◆ Task to complete ◆
Exactly repeat the full listing that follows.

=== Begin Enclosure ===

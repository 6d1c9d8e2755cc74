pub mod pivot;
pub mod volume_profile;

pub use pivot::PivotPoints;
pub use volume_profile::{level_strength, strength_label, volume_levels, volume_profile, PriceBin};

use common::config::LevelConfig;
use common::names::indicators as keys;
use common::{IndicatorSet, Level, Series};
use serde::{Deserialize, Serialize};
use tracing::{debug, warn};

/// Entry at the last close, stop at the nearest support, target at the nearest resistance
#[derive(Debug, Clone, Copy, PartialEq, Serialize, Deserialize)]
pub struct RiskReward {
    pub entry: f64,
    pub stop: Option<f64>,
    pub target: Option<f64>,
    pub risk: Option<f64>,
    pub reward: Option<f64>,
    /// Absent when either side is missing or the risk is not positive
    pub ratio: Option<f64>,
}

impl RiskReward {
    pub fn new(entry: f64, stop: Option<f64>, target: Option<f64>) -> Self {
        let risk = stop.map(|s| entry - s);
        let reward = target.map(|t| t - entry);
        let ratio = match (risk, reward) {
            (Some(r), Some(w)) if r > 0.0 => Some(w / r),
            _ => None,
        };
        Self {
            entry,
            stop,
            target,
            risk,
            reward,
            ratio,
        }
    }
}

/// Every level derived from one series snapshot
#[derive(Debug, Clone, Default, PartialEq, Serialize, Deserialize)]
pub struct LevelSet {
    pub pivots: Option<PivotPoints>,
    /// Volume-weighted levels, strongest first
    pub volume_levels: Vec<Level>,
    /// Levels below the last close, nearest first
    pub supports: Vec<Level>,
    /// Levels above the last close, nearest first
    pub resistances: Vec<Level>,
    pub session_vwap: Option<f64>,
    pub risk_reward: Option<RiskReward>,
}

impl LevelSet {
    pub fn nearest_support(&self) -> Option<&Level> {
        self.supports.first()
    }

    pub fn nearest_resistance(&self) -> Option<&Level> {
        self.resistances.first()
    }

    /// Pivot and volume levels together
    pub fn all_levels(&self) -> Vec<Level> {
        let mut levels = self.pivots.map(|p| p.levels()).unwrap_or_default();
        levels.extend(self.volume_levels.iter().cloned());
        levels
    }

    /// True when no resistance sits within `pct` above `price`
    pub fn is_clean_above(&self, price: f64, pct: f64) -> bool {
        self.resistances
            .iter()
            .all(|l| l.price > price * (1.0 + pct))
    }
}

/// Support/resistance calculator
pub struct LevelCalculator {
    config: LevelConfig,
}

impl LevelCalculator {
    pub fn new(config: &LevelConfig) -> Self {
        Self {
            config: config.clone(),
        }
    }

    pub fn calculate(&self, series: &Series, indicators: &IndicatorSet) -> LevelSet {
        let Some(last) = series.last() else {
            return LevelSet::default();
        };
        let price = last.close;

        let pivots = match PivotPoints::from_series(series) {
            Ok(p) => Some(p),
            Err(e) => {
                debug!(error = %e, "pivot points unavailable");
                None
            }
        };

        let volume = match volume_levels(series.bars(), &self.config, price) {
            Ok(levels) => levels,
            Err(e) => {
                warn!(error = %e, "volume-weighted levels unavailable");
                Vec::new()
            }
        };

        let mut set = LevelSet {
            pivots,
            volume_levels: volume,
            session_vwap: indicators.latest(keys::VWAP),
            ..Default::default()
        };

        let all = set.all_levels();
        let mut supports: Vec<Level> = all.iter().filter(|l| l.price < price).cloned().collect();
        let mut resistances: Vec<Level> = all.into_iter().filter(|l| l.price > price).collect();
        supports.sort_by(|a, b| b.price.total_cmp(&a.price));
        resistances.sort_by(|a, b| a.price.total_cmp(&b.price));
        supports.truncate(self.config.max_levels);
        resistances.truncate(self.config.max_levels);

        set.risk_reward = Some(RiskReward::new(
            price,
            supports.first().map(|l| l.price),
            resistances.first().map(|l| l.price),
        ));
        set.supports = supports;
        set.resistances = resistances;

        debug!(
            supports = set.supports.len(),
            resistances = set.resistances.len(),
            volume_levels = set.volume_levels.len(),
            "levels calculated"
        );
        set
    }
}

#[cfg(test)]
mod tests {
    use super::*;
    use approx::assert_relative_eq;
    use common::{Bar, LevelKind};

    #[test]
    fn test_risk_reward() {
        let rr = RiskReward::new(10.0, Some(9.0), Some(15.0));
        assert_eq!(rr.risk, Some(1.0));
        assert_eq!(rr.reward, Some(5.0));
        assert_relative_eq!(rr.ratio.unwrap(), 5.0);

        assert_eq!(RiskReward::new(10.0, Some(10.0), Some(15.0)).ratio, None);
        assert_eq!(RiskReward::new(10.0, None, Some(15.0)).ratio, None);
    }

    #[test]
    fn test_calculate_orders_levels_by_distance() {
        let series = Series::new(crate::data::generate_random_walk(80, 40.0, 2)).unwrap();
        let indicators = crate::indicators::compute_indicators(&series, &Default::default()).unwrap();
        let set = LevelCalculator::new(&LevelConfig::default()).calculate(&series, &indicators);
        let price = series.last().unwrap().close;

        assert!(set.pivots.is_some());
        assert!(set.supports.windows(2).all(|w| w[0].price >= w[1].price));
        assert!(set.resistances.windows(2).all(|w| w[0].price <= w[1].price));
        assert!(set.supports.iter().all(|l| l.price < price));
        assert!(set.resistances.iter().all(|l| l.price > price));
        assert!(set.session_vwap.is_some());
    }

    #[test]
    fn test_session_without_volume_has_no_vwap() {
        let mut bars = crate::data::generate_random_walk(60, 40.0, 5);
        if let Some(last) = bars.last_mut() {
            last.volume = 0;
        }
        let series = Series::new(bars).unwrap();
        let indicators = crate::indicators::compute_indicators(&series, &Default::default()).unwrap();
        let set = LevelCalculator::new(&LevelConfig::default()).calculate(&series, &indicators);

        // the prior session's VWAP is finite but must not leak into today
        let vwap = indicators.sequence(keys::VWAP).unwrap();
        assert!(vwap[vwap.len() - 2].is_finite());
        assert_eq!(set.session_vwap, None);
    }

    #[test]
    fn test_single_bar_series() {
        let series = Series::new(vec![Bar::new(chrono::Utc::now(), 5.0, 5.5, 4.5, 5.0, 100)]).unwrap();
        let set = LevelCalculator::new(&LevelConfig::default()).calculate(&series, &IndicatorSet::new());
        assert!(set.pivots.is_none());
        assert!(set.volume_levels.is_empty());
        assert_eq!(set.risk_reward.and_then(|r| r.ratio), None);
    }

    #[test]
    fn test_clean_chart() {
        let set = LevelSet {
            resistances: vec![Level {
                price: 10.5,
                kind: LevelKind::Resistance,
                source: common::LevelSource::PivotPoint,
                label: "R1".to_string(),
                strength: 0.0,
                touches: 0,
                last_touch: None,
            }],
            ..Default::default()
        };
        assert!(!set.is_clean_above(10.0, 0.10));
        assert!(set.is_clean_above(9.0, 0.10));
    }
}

=== End Enclosure ===

◆ Reply to the task ◆
repository 6d1c9d8e2755cc74
pub mod pivot;
pub mod volume_profile;

pub use pivot::PivotPoints;
pub use volume_profile::{level_strength, strength_label, volume_levels, volume_profile, PriceBin};

use common::config::LevelConfig;
use common::names::indicators as keys;
use common::{IndicatorSet, Level, Series};
use serde::{Deserialize, Serialize};
use tracing::{debug, warn};

/// Entry at the last close, stop at the nearest support, target at the nearest resistance
#[derive(Debug, Clone, Copy, PartialEq, Serialize, Deserialize)]
pub struct RiskReward {
    pub entry: f64,
    pub stop: Option<f64>,
    pub target: Option<f64>,
    pub risk: Option<f64>,
    pub reward: Option<f64>,
    /// Absent when either side is missing or the risk is not positive
    pub ratio: Option<f64>,
}

impl RiskReward {
    pub fn new(entry: f64, stop: Option<f64>, target: Option<f64>) -> Self {
        let risk = stop.map(|s| entry - s);
        let reward = target.map(|t| t - entry);
        let ratio = match (risk, reward) {
            (Some(r), Some(w)) if r > 0.0 => Some(w / r),
            _ => None,
        };
        Self {
            entry,
            stop,
            target,
            risk,
            reward,
            ratio,
        }
    }
}

/// Every level derived from one series snapshot
#[derive(Debug, Clone, Default, PartialEq, Serialize, Deserialize)]
pub struct LevelSet {
    pub pivots: Option<PivotPoints>,
    /// Volume-weighted levels, strongest first
    pub volume_levels: Vec<Level>,
    /// Levels below the last close, nearest first
    pub supports: Vec<Level>,
    /// Levels above the last close, nearest first
    pub resistances: Vec<Level>,
    pub session_vwap: Option<f64>,
    pub risk_reward: Option<RiskReward>,
}

impl LevelSet {
    pub fn nearest_support(&self) -> Option<&Level> {
        self.supports.first()
    }

    pub fn nearest_resistance(&self) -> Option<&Level> {
        self.resistances.first()
    }

    /// Pivot and volume levels together
    pub fn all_levels(&self) -> Vec<Level> {
        let mut levels = self.pivots.map(|p| p.levels()).unwrap_or_default();
        levels.extend(self.volume_levels.iter().cloned());
        levels
    }

    /// True when no resistance sits within `pct` above `price`
    pub fn is_clean_above(&self, price: f64, pct: f64) -> bool {
        self.resistances
            .iter()
            .all(|l| l.price > price * (1.0 + pct))
    }
}

/// Support/resistance calculator
pub struct LevelCalculator {
    config: LevelConfig,
}

impl LevelCalculator {
    pub fn new(config: &LevelConfig) -> Self {
        Self {
            config: config.clone(),
        }
    }

    pub fn calculate(&self, series: &Series, indicators: &IndicatorSet) -> LevelSet {
        let Some(last) = series.last() else {
            return LevelSet::default();
        };
        let price = last.close;

        let pivots = match PivotPoints::from_series(series) {
            Ok(p) => Some(p),
            Err(e) => {
                debug!(error = %e, "pivot points unavailable");
                None
            }
        };

        let volume = match volume_levels(series.bars(), &self.config, price) {
            Ok(levels) => levels,
            Err(e) => {
                warn!(error = %e, "volume-weighted levels unavailable");
                Vec::new()
            }
        };

        let mut set = LevelSet {
            pivots,
            volume_levels: volume,
            session_vwap: indicators.latest(keys::VWAP),
            ..Default::default()
        };

        let all = set.all_levels();
        let mut supports: Vec<Level> = all.iter().filter(|l| l.price < price).cloned().collect();
        let mut resistances: Vec<Level> = all.into_iter().filter(|l| l.price > price).collect();
        supports.sort_by(|a, b| b.price.total_cmp(&a.price));
        resistances.sort_by(|a, b| a.price.total_cmp(&b.price));
        supports.truncate(self.config.max_levels);
        resistances.truncate(self.config.max_levels);

        set.risk_reward = Some(RiskReward::new(
            price,
            supports.first().map(|l| l.price),
            resistances.first().map(|l| l.price),
        ));
        set.supports = supports;
        set.resistances = resistances;

        debug!(
            supports = set.supports.len(),
            resistances = set.resistances.len(),
            volume_levels = set.volume_levels.len(),
            "levels calculated"
        );
        set
    }
}

#[cfg(test)]
mod tests {
    use super::*;
    use approx::assert_relative_eq;
    use common::{Bar, LevelKind};

    #[test]
    fn test_risk_reward() {
        let rr = RiskReward::new(10.0, Some(9.0), Some(15.0));
        assert_eq!(rr.risk, Some(1.0));
        assert_eq!(rr.reward, Some(5.0));
        assert_relative_eq!(rr.ratio.unwrap(), 5.0);

        assert_eq!(RiskReward::new(10.0, Some(10.0), Some(15.0)).ratio, None);
        assert_eq!(RiskReward::new(10.0, None, Some(15.0)).ratio, None);
    }

    #[test]
    fn test_calculate_orders_levels_by_distance() {
        let series = Series::new(crate::data::generate_random_walk(80, 40.0, 2)).unwrap();
        let indicators = crate::indicators::compute_indicators(&series, &Default::default()).unwrap();
        let set = LevelCalculator::new(&LevelConfig::default()).calculate(&series, &indicators);
        let price = series.last().unwrap().close;

        assert!(set.pivots.is_some());
        assert!(set.supports.windows(2).all(|w| w[0].price >= w[1].price));
        assert!(set.resistances.windows(2).all(|w| w[0].price <= w[1].price));
        assert!(set.supports.iter().all(|l| l.price < price));
        assert!(set.resistances.iter().all(|l| l.price > price));
        assert!(set.session_vwap.is_some());
    }

    #[test]
    fn test_session_without_volume_has_no_vwap() {
        let mut bars = crate::data::generate_random_walk(60, 40.0, 5);
        if let Some(last) = bars.last_mut() {
            last.volume = 0;
        }
        let series = Series::new(bars).unwrap();
        let indicators = crate::indicators::compute_indicators(&series, &Default::default()).unwrap();
        let set = LevelCalculator::new(&LevelConfig::default()).calculate(&series, &indicators);

        // the prior session's VWAP is finite but must not leak into today
        let vwap = indicators.sequence(keys::VWAP).unwrap();
        assert!(vwap[vwap.len() - 2].is_finite());
        assert_eq!(set.session_vwap, None);
    }

    #[test]
    fn test_single_bar_series() {
        let series = Series::new(vec![Bar::new(chrono::Utc::now(), 5.0, 5.5, 4.5, 5.0, 100)]).unwrap();
        let set = LevelCalculator::new(&LevelConfig::default()).calculate(&series, &IndicatorSet::new());
        assert!(set.pivots.is_none());
        assert!(set.volume_levels.is_empty());
        assert_eq!(set.risk_reward.and_then(|r| r.ratio), None);
    }

    #[test]
    fn test_clean_chart() {
        let set = LevelSet {
            resistances: vec![Level {
                price: 10.5,
                kind: LevelKind::Resistance,
                source: common::LevelSource::PivotPoint,
                label: "R1".to_string(),
                strength: 0.0,
                touches: 0,
                last_touch: None,
            }],
            ..Default::default()
        };
        assert!(!set.is_clean_above(10.0, 0.10));
        assert!(set.is_clean_above(9.0, 0.10));
    }
}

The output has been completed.